• Data records
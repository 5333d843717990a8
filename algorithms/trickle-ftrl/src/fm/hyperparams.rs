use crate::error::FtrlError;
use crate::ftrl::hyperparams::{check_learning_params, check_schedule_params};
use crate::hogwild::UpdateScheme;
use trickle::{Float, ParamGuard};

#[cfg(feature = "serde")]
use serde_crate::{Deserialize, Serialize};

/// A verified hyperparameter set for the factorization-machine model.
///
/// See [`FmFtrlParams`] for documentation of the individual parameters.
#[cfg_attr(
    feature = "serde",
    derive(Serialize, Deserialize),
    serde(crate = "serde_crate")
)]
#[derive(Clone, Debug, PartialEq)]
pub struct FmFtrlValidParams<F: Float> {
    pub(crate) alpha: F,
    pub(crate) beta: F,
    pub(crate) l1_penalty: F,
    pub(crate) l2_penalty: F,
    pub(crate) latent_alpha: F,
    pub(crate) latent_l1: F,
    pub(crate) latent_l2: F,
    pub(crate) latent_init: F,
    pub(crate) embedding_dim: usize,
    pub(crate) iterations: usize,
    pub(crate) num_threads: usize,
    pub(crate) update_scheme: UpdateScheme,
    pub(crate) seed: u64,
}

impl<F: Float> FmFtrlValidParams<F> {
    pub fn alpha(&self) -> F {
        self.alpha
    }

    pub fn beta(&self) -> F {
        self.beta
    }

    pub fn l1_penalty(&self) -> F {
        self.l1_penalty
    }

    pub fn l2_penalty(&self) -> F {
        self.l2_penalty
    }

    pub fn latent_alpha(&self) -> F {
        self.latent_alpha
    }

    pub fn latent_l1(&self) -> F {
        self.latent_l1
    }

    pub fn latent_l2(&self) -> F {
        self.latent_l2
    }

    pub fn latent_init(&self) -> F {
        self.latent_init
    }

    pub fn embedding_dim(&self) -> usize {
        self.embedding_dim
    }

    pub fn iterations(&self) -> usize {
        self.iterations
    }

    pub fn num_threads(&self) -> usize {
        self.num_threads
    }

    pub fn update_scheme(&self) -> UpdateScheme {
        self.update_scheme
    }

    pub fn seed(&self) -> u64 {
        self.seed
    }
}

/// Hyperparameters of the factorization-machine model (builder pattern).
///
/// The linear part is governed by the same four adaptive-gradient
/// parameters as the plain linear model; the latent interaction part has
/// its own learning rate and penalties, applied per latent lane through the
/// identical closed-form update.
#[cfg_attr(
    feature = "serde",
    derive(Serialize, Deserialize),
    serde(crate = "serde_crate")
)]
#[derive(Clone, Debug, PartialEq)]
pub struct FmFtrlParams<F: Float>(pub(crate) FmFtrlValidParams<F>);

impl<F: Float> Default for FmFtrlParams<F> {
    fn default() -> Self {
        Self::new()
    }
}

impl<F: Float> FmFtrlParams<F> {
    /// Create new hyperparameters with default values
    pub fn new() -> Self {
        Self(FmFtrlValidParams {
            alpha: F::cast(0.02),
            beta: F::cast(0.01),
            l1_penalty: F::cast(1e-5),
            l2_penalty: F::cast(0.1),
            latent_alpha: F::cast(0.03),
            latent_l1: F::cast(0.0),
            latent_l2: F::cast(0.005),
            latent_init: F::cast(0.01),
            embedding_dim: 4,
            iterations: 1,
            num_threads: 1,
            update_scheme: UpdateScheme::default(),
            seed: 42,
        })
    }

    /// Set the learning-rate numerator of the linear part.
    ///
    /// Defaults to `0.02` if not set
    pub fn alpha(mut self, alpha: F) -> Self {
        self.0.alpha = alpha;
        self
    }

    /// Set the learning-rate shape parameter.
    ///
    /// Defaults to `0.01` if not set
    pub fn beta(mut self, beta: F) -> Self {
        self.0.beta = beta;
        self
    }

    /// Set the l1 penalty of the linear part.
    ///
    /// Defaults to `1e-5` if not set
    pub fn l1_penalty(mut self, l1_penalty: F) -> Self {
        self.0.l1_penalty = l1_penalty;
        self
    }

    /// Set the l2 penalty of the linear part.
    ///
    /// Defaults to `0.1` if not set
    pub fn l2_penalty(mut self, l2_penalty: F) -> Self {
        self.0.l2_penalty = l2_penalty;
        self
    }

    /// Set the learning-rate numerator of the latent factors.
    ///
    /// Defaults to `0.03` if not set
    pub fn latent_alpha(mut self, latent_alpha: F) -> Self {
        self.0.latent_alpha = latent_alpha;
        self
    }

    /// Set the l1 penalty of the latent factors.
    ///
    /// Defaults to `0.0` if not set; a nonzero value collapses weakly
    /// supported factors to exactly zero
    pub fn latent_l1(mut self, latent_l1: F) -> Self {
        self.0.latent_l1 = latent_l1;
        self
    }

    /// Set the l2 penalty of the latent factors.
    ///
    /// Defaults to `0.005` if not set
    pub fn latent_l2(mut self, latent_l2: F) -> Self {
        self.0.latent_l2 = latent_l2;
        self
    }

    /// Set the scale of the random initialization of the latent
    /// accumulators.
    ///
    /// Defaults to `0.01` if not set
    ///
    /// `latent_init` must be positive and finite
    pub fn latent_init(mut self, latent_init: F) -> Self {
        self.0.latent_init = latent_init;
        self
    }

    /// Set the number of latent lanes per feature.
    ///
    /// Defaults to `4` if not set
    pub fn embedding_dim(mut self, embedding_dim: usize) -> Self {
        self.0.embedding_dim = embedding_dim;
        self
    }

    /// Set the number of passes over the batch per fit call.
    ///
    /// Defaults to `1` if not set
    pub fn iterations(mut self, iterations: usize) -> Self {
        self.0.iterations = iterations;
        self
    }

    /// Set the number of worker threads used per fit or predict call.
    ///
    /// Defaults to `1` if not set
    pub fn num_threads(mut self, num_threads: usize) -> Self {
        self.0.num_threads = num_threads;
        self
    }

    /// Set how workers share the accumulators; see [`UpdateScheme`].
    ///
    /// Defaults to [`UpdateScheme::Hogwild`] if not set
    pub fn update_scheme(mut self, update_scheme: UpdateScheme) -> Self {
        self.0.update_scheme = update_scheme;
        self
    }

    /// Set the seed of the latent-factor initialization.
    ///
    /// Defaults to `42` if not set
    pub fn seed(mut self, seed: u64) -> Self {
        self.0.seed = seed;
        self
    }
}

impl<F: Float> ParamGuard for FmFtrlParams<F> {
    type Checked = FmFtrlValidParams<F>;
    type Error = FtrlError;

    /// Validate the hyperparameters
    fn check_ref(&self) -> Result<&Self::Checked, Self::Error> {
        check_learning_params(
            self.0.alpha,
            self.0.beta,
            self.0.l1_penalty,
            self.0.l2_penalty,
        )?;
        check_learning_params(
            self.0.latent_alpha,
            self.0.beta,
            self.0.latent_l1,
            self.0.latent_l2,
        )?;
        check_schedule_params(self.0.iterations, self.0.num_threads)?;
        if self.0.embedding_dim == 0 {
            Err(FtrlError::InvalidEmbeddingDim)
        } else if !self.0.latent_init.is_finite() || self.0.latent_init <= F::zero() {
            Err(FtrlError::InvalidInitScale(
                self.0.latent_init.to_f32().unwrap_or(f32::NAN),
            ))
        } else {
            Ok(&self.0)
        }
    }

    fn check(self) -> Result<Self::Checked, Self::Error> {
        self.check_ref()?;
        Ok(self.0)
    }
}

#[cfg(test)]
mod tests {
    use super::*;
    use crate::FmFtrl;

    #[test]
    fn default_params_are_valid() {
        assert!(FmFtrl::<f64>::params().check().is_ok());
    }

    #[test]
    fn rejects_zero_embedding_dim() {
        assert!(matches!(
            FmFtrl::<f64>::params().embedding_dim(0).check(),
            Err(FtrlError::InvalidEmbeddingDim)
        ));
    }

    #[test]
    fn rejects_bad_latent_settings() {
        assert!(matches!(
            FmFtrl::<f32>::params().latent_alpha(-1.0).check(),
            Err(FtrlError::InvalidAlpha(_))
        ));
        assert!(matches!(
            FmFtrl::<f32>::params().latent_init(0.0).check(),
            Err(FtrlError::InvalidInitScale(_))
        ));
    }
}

• Required work
Reproduce, exactly as they stand in the data above, the lines from the one that holds "impl<F: Float> FmFtrlValidParams<F>" to the one that holds "pub fn latent_l1(&self)", inclusive.

• Exercise output
impl<F: Float> FmFtrlValidParams<F> {
    pub fn alpha(&self) -> F {
        self.alpha
    }

    pub fn beta(&self) -> F {
        self.beta
    }

    pub fn l1_penalty(&self) -> F {
        self.l1_penalty
    }

    pub fn l2_penalty(&self) -> F {
        self.l2_penalty
    }

    pub fn latent_alpha(&self) -> F {
        self.latent_alpha
    }

    pub fn latent_l1(&self) -> F {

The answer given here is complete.